There is a dissonance between the international and national legal frameworks on the protection of the environment and the practices of political and economic groups that endorse the abuse of nature. The latter result in the devastation of huge areas through logging, mining, industrial chemical production and industrial agriculture, leading to the severe environmental problems that plague the world.
Current policies cannot keep pace with the environmental degradation we face. The challenges are conceptual and political rather than technical. The solutions are known: institutional capacity, judicial neutrality, informational transparency, social spaces for civic engagement. These are the main tools we have to deal with the dynamics that sustain lock-ins and barriers to change.

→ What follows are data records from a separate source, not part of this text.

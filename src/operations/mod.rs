pub mod constraint;
pub mod decompose;
pub mod estimate;
pub mod footprint;
pub mod layout;
//! CLI parse tests.

use super::{Cli, CliCommand};
use clap::Parser;

pub(super) fn parse_cli(args: &[&str]) -> Cli {
    Cli::try_parse_from(args).unwrap()
}

pub(super) fn parse(args: &[&str]) -> CliCommand {
    parse_cli(args).command
}
#![allow(dead_code)]

pub mod feed_server;
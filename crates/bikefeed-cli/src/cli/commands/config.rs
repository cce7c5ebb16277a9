//! `bikefeed config` – print the effective configuration.

use anyhow::Result;
use bikefeed_core::config::BikefeedConfig;

pub fn run_config(cfg: &BikefeedConfig) -> Result<()> {
    print!("{}", toml::to_string_pretty(cfg)?);
    Ok(())
}
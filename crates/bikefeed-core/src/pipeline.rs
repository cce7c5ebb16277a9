//! One fetch → store → upload → cleanup cycle.

use crate::config::BikefeedConfig;
use crate::feed::{snapshot_paths, FeedDocument, SnapshotPaths};
use crate::retry::{invoke_with_retry, InvokePolicy};
use crate::staging::{self, StagedFile};
use crate::transport::Transport;
use crate::upload::{Destination, Uploader};
use anyhow::{Context, Result};
use std::path::{Path, PathBuf};

/// What a completed cycle did.
#[derive(Debug, Clone, PartialEq, Eq)]
pub struct CycleReport {
    pub timestamp: String,
    pub uploaded: Vec<PathBuf>,
    /// Files removed from the working directory after upload.
    pub removed: usize,
}

/// Both snapshot files of a run, removed on drop.
struct Snapshot {
    timestamp: String,
    stations: StagedFile,
    status: StagedFile,
}

fn fetch_document(transport: &Transport, url: &str) -> Result<FeedDocument> {
    let resp = transport.get(url)?;
    let doc = FeedDocument::from_response(resp)?;
    Ok(doc)
}

/// Fetch both feeds and write them to the working directory.
fn stage_snapshot(cfg: &BikefeedConfig, transport: &Transport) -> Result<Snapshot> {
    staging::ensure_dir(&cfg.data_dir)?;

    let stations = fetch_document(transport, &cfg.feeds.stations_url)
        .context("fetch station information")?;
    let status =
        fetch_document(transport, &cfg.feeds.status_url).context("fetch station status")?;

    let timestamp = status.last_updated()?;
    let paths = snapshot_paths(&cfg.data_dir, &timestamp);

    let stations = StagedFile::write_json(paths.stations, stations.value())?;
    let status = StagedFile::write_json(paths.status, status.value())?;
    tracing::info!(timestamp = %timestamp, "snapshot written");

    Ok(Snapshot {
        timestamp,
        stations,
        status,
    })
}

fn upload_with_retry(
    uploader: &dyn Uploader,
    dest: &Destination,
    policy: &InvokePolicy,
    path: &Path,
) -> Result<()> {
    invoke_with_retry(policy, uploader.name(), || uploader.upload(dest, path))?;
    tracing::info!("wrote {} to {}", path.display(), dest.folder);
    Ok(())
}

/// Run one full cycle.
///
/// Upload failures are retried per `cfg.upload`; an exhausted upload ends the
/// run with an error, and this run's snapshot files are still removed.
pub fn run_cycle(
    cfg: &BikefeedConfig,
    transport: &Transport,
    uploader: &dyn Uploader,
) -> Result<CycleReport> {
    let snapshot = stage_snapshot(cfg, transport)?;
    let policy = cfg.upload.to_policy();

    tracing::info!(uploader = uploader.name(), "uploading snapshot");
    let mut uploaded = Vec::with_capacity(2);
    for staged in [&snapshot.stations, &snapshot.status] {
        upload_with_retry(uploader, &cfg.destination, &policy, staged.path())?;
        uploaded.push(staged.path().to_path_buf());
    }

    let removed = staging::clear_directory(&cfg.data_dir)?;
    tracing::info!(removed, "cleaned up temporary files");

    Ok(CycleReport {
        timestamp: snapshot.timestamp,
        uploaded,
        removed,
    })
}

/// Fetch and store both feeds without uploading; the files are kept.
pub fn fetch_snapshot(cfg: &BikefeedConfig, transport: &Transport) -> Result<SnapshotPaths> {
    let snapshot = stage_snapshot(cfg, transport)?;
    Ok(SnapshotPaths {
        stations: snapshot.stations.keep(),
        status: snapshot.status.keep(),
    })
}
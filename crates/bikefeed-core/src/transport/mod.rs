//! Blocking HTTP GET with retry.
//!
//! Uses the curl crate (libcurl). Connection failures, read failures and
//! statuses in the policy's forcelist are retried with exponential backoff;
//! every other response is handed back to the caller as-is.

mod error;
mod response;

pub use error::FetchError;
pub use response::Response;

use crate::retry::{
    classify_curl_error, classify_status, RetryDecision, TransportRetryPolicy,
    RETRY_AFTER_STATUSES,
};
use std::str;
use std::time::Duration;

/// Outcome of one attempt that did not end the request.
enum Attempt {
    Response(Response),
    Failed(curl::Error),
}

/// GET client carrying a retry policy and timeouts.
#[derive(Debug, Clone)]
pub struct Transport {
    policy: TransportRetryPolicy,
    connect_timeout: Duration,
    timeout: Duration,
}

impl Transport {
    pub fn new(policy: TransportRetryPolicy) -> Self {
        Self {
            policy,
            connect_timeout: Duration::from_secs(15),
            timeout: Duration::from_secs(60),
        }
    }

    pub fn with_timeouts(mut self, connect_timeout: Duration, timeout: Duration) -> Self {
        self.connect_timeout = connect_timeout;
        self.timeout = timeout;
        self
    }

    pub fn policy(&self) -> &TransportRetryPolicy {
        &self.policy
    }

    /// GET `url`, retrying transient failures per the policy.
    ///
    /// Returns the first response whose status is not retryable (which may be
    /// an error status such as 404; check it with `error_for_status`). When
    /// status retries run out, returns `RetriesExhausted` or, with
    /// `raise_on_status = false`, the last response.
    pub fn get(&self, url: &str) -> Result<Response, FetchError> {
        let mut state = self.policy.start();
        let mut attempt = 1u32;
        loop {
            let (kind, last) = match self.get_once(url) {
                Ok(resp) => match classify_status(resp.status, &self.policy) {
                    None => return Ok(resp),
                    Some(kind) => (kind, Attempt::Response(resp)),
                },
                Err(e) => (classify_curl_error(&e), Attempt::Failed(e)),
            };

            match self.policy.decide(&mut state, kind) {
                RetryDecision::NoRetry => {
                    return match last {
                        Attempt::Response(resp) if self.policy.raise_on_status => {
                            Err(FetchError::RetriesExhausted {
                                url: url.to_string(),
                                status: resp.status,
                                attempts: attempt,
                            })
                        }
                        Attempt::Response(resp) => Ok(resp),
                        Attempt::Failed(source) => Err(FetchError::Curl {
                            url: url.to_string(),
                            attempts: attempt,
                            source,
                        }),
                    };
                }
                RetryDecision::RetryAfter(backoff) => {
                    let delay = match &last {
                        Attempt::Response(resp)
                            if self.policy.respect_retry_after
                                && RETRY_AFTER_STATUSES.contains(&resp.status) =>
                        {
                            resp.retry_after().unwrap_or(backoff)
                        }
                        _ => backoff,
                    };
                    match &last {
                        Attempt::Response(resp) => tracing::warn!(
                            url,
                            attempt,
                            status = resp.status,
                            delay_ms = delay.as_millis() as u64,
                            "GET returned retryable status, retrying"
                        ),
                        Attempt::Failed(e) => tracing::warn!(
                            url,
                            attempt,
                            kind = ?kind,
                            error = %e,
                            delay_ms = delay.as_millis() as u64,
                            "GET failed, retrying"
                        ),
                    }
                    std::thread::sleep(delay);
                    attempt += 1;
                }
            }
        }
    }

    /// One GET, body buffered in memory.
    fn get_once(&self, url: &str) -> Result<Response, curl::Error> {
        let mut header_lines: Vec<String> = Vec::new();
        let mut body: Vec<u8> = Vec::new();

        let mut easy = curl::easy::Easy::new();
        easy.url(url)?;
        easy.get(true)?;
        easy.follow_location(true)?;
        easy.max_redirections(10)?;
        easy.connect_timeout(self.connect_timeout)?;
        easy.timeout(self.timeout)?;
        easy.useragent(concat!("bikefeed/", env!("CARGO_PKG_VERSION")))?;

        {
            let mut transfer = easy.transfer();
            transfer.header_function(|data| {
                if let Ok(s) = str::from_utf8(data) {
                    header_lines.push(s.trim_end().to_string());
                }
                true
            })?;
            transfer.write_function(|data| {
                body.extend_from_slice(data);
                Ok(data.len())
            })?;
            transfer.perform()?;
        }

        let status = easy.response_code()? as u16;
        tracing::debug!(url, status, bytes = body.len(), "GET completed");
        Ok(Response {
            url: url.to_string(),
            status,
            headers: response::parse_header_lines(&header_lines),
            body,
        })
    }
}

impl Default for Transport {
    fn default() -> Self {
        Self::new(TransportRetryPolicy::default())
    }
}
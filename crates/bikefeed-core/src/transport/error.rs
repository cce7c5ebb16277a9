//! Feed fetch error type.

/// Error returned by a GET through [`super::Transport`] or by decoding its response.
#[derive(Debug, thiserror::Error)]
pub enum FetchError {
    /// Curl failed (connect/read) and the retry budget for that failure is spent,
    /// or the failure was not retryable at all.
    #[error("GET {url} failed after {attempts} attempt(s): {source}")]
    Curl {
        url: String,
        attempts: u32,
        #[source]
        source: curl::Error,
    },
    /// Every attempt answered with a retryable status and the budget ran out.
    #[error("GET {url} still returned HTTP {status} after {attempts} attempts")]
    RetriesExhausted { url: String, status: u16, attempts: u32 },
    /// Response had a non-2xx status (see `Response::error_for_status`).
    #[error("GET {url} returned HTTP {status}")]
    Http { url: String, status: u16 },
    /// Body was not valid JSON. Never retried.
    #[error("invalid JSON from {url}: {source}")]
    Json {
        url: String,
        #[source]
        source: serde_json::Error,
    },
}
//! Logging init: file under XDG state dir, or graceful fallback to stderr.

use anyhow::Result;
use std::fs::{self, File};
use std::path::PathBuf;
use std::sync::Mutex;
use tracing_subscriber::fmt::format::{DefaultFields, Format};
use tracing_subscriber::fmt::SubscriberBuilder;
use tracing_subscriber::EnvFilter;

const DEFAULT_FILTER: &str = "info,bikefeed=debug,bikefeed_core=debug";

type FileSubscriberBuilder = SubscriberBuilder<DefaultFields, Format, EnvFilter, Mutex<File>>;

fn env_filter() -> EnvFilter {
    EnvFilter::try_from_default_env().unwrap_or_else(|_| EnvFilter::new(DEFAULT_FILTER))
}

/// Plain-text fmt subscriber appending to `file`. Events are serialized through the mutex.
fn file_subscriber(file: File, filter: EnvFilter) -> FileSubscriberBuilder {
    tracing_subscriber::fmt()
        .with_env_filter(filter)
        .with_writer(Mutex::new(file))
        .with_ansi(false)
}

/// Initialize structured logging to `~/.local/state/bikefeed/bikefeed.log`.
/// On failure (e.g. log dir unwritable), returns Err so the caller can fall back to stderr.
pub fn init_logging() -> Result<()> {
    let xdg_dirs = xdg::BaseDirectories::with_prefix("bikefeed")?;
    let log_dir = xdg_dirs.get_state_home();

    fs::create_dir_all(&log_dir)?;
    let log_file_path: PathBuf = log_dir.join("bikefeed.log");

    let file = fs::OpenOptions::new()
        .create(true)
        .append(true)
        .open(&log_file_path)?;

    file_subscriber(file, env_filter())
        .try_init()
        .map_err(|e| anyhow::anyhow!("install subscriber: {}", e))?;

    tracing::info!("bikefeed logging initialized at {}", log_file_path.display());

    Ok(())
}

/// Initialize logging to stderr only (no file). Use when init_logging() fails so the CLI doesn't crash.
pub fn init_logging_stderr() {
    let _ = tracing_subscriber::fmt()
        .with_env_filter(env_filter())
        .with_writer(std::io::stderr)
        .with_ansi(false)
        .try_init();
}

Instead of focusing on the end results, let communication, advocacy, public policies, research and teaching programs look into the underlying causes. We need to grasp the overall phenomenon and focus on the necessary transformation of the dominant paradigms of development, growth, wealth, power and freedom embedded at the political, economic, educational and cultural levels.
The Earth’s and humanity’s regeneration, as faces of the same coin, should be addressed simultaneously, in a mutually supportive way. In the socio-cultural learning niches, both in the educational system and in the society at large, heuristic-hermeneutic processes could generate awareness, interpretation and understanding beyond established stereotypes. The angles are multiple: thematic (“what” is at stake), epistemic (“how” to understand and define things) and strategic (who, when, where).
Spaces for knowledge exchange, deliberative governance processes, shared creativity and community-led initiatives should be enhanced, in view of effective points of influence to transform the current models of – and hegemonic discourses around – growth, development and wealth. We need new and tailored boundaries, structures, techno-economic paradigms, support groups and rules of legitimization.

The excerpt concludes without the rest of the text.